Carbonation is the naturally occurring process in which concrete absorbs CO2, permanently removing it from the atmosphere. The rate of carbonation depends on the type of concrete (or cement-containing product), the conditions to which it is exposed, and its design - in reinforced structures carbonation is designed to be limited to protect steel reinforcement. Innovative industrial carbonation technologies are being developed to enhance and accelerate carbonation and consequently remove large quantities of CO2 from the atmosphere.
These first talks in the Fresh Concrete series are the joint winners of the 2021 NRG Cosia Carbon XPrize; CarbonCure and CarbonBuilt. Each demonstrates a different way in which concrete can be manufactured using CO2, reducing both the embodied carbon of the concrete and also permanently locking in captured CO2 emissions. Deployment of their technologies, to avoid and reduce carbon emissions, has been described as a gamechanger for global decarbonisation.
Speaker 1 – Eric Dunford, Senior Director, CarbonCure
Already utilised in projects across the US, including the new Amazon HQ, in Washington DC. CarbonCure’s innovative technology injects captured CO2 into concrete during mixing, and uses wastewater in the batching plant to convert CO2 into minerals for use in new concrete mixes.
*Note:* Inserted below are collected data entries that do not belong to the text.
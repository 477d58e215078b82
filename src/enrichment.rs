/// Lead enrichment pipeline
///
/// This module provides the end-to-end enrichment workflow:
/// 1. Fan out to every applicable connector (profile data, contact match,
///    domain search, three web searches)
/// 2. Record each outcome, isolating failures per source
/// 3. Extract contact emails and build the essential summary
/// 4. Run the language-model analysis
/// 5. Assemble the report returned to the caller
use crate::analysis::AnalysisInvoker;
use crate::config::Config;
use crate::errors::AppError;
use crate::extraction::{extract_contact_emails, summarize};
use crate::models::{AggregateResult, EnrichmentReport, LeadQuery, Source, SourceResult};
use crate::services::{build_http_client, Connectors};
use chrono::Utc;
use uuid::Uuid;

/// Calls every applicable connector for a lead and collects the outcomes.
#[derive(Clone)]
pub struct Aggregator {
    connectors: Connectors,
}

impl Aggregator {
    pub fn new(connectors: Connectors) -> Self {
        Self { connectors }
    }

    /// Runs all connector calls concurrently and joins them.
    ///
    /// Profile data and the three web searches always run; contact match only
    /// with an email, domain search only with a domain. A failing call becomes
    /// a `Failure` entry; this function itself never fails. Entries are
    /// recorded in call order regardless of completion order.
    pub async fn aggregate(&self, lead: &LeadQuery) -> AggregateResult {
        let [query_1, query_2, query_3] = lead.search_queries();

        let profile_call = self.connectors.profile_data.enrich_person(
            lead.email.as_deref(),
            Some(lead.name.as_str()),
            lead.company.as_deref(),
        );
        let contact_call = async {
            match lead.email.as_deref() {
                Some(email) => Some(self.connectors.contact_match.match_person(email).await),
                None => None,
            }
        };
        let domain_call = async {
            match lead.domain.as_deref() {
                Some(domain) => Some(self.connectors.domain_search.search_domain(domain).await),
                None => None,
            }
        };

        let (profile, contact, domain, search_1, search_2, search_3) = tokio::join!(
            profile_call,
            contact_call,
            domain_call,
            self.connectors.web_search.search(&query_1),
            self.connectors.web_search.search(&query_2),
            self.connectors.web_search.search(&query_3),
        );

        let mut aggregate = AggregateResult::new();
        record(&mut aggregate, Source::ProfileData, None, profile);
        if let Some(result) = contact {
            record(&mut aggregate, Source::ContactMatch, None, result);
        }
        if let Some(result) = domain {
            record(&mut aggregate, Source::DomainSearch, None, result);
        }
        for (source, (query, result)) in Source::WEB_SEARCHES.into_iter().zip([
            (query_1, search_1),
            (query_2, search_2),
            (query_3, search_3),
        ]) {
            record(&mut aggregate, source, Some(query), result);
        }

        if aggregate.all_failed() {
            tracing::error!("Every source failed for lead {}", lead.name);
        } else {
            tracing::info!(
                "Aggregation complete for {}: {}/{} sources succeeded",
                lead.name,
                aggregate.success_count(),
                aggregate.len()
            );
        }

        aggregate
    }
}

fn record(
    aggregate: &mut AggregateResult,
    source: Source,
    query: Option<String>,
    result: Result<serde_json::Value, AppError>,
) {
    match &result {
        Ok(_) => tracing::info!("✓ {} ({}): success", source.provider(), source),
        Err(e) => tracing::warn!("✗ {} ({}): {}", source.provider(), source, e),
    }
    aggregate.insert(source, query, SourceResult::from_call(result));
}

/// The full pipeline: aggregation, summary, analysis, report.
#[derive(Clone)]
pub struct LeadEnricher {
    aggregator: Aggregator,
    analysis: AnalysisInvoker,
}

impl LeadEnricher {
    pub fn new(aggregator: Aggregator, analysis: AnalysisInvoker) -> Self {
        Self {
            aggregator,
            analysis,
        }
    }

    /// Production pipeline: one shared HTTP client for all connectors and the model.
    pub fn from_config(config: &Config) -> Result<Self, AppError> {
        let client = build_http_client(config)?;
        let connectors = Connectors::from_config(config, client.clone());
        Ok(Self::new(
            Aggregator::new(connectors),
            AnalysisInvoker::from_config(config, client),
        ))
    }

    /// Enriches one lead. Always returns a report; degradation is carried as data.
    pub async fn enrich(&self, lead: &LeadQuery) -> EnrichmentReport {
        let request_id = Uuid::new_v4();
        tracing::info!("🔍 Starting enrichment {} for: {}", request_id, lead.name);

        let aggregate = self.aggregator.aggregate(lead).await;
        let contact_emails = extract_contact_emails(&aggregate);
        let essential_data = summarize(&aggregate);
        tracing::debug!("Essential summary length: {} chars", essential_data.len());

        let analysis = self.analysis.analyze(lead, &essential_data).await;
        if let Some(reason) = analysis.reason() {
            tracing::warn!("Enrichment {} degraded: {}", request_id, reason);
        }

        EnrichmentReport {
            request_id,
            generated_at: Utc::now(),
            lead_name: lead.name.clone(),
            company_name: lead.company.clone(),
            analysis,
            data_sources: aggregate.data_sources(),
            contact_emails,
            raw_api_data: aggregate,
        }
    }
}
Speaker 2 – Cindy McLaughlin, Head of Product, CarbonBuilt
The CarbonBuilt technology enables the production of very low- or no-carbon concrete blocks. Custom formulations reduce cement and uses diluted CO2 from any source (nearby industrial emitters, biomass, or Direct Air Capture) to cure them, thus chemically transforming and permanently storing the CO2. Blocks manufactured using this system were recently used to construct a single-storey Habitat for Humanity home in Alabama.